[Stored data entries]
=-=-=
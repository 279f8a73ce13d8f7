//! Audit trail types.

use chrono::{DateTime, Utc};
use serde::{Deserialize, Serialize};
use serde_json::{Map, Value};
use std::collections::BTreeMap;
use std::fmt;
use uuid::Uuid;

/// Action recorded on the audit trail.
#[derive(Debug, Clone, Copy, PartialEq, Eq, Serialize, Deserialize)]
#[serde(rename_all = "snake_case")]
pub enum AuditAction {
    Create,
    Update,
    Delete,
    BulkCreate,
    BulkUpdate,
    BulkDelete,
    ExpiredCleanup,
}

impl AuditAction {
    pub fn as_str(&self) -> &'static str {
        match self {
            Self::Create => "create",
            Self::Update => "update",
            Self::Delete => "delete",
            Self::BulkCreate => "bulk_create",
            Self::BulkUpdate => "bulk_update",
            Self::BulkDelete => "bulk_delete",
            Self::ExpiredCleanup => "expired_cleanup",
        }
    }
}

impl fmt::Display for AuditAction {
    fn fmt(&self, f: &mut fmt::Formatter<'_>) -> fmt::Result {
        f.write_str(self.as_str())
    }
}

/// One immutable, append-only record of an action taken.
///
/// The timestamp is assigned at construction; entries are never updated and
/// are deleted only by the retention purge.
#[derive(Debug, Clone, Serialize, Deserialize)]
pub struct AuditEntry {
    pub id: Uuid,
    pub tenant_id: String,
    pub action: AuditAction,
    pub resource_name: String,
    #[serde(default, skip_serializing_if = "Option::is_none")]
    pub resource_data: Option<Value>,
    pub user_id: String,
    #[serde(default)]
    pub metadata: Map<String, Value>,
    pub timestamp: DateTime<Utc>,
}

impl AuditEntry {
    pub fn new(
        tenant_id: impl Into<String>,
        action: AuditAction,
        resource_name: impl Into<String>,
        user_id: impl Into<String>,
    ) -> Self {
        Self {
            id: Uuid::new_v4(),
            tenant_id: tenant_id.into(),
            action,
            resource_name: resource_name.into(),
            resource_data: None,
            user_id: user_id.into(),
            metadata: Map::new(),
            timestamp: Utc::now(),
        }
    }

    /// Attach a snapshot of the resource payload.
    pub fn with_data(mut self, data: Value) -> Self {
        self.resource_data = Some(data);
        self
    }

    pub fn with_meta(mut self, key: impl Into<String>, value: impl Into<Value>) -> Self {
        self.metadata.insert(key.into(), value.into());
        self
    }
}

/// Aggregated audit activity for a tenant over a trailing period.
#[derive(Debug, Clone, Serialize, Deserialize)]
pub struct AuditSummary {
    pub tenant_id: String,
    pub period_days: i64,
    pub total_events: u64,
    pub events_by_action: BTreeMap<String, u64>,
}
=-=-=
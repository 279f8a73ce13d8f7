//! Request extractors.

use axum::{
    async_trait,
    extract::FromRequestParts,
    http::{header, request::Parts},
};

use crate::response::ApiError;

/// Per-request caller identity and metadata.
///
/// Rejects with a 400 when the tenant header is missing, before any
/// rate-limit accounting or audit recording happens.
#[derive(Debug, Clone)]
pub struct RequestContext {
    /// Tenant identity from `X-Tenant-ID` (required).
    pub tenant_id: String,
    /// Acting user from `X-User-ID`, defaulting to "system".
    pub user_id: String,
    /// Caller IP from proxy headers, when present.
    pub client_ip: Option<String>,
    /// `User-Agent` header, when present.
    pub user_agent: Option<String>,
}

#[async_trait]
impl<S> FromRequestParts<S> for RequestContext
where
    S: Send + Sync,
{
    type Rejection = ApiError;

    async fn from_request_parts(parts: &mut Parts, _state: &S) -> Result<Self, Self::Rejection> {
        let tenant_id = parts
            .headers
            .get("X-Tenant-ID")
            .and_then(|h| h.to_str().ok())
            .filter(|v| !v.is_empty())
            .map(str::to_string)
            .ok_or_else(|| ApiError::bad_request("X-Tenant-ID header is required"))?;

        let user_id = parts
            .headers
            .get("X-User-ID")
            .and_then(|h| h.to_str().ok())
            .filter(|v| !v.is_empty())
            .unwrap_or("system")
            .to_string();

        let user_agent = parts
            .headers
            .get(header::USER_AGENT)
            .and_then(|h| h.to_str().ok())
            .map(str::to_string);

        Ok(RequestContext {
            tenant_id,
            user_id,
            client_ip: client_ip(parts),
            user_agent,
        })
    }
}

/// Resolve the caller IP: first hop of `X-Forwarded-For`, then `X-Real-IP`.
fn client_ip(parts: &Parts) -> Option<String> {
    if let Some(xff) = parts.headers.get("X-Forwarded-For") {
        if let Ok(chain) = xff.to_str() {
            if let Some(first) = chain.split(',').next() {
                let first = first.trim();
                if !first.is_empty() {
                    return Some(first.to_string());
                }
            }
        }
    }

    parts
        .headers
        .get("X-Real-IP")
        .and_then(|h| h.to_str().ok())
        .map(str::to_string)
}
=-=-=
## [What this task involves]
The word "BTreeMap" appears in some of the lines above. Copy those lines.

## [Answer below]
use std::collections::BTreeMap;
    pub events_by_action: BTreeMap<String, u64>,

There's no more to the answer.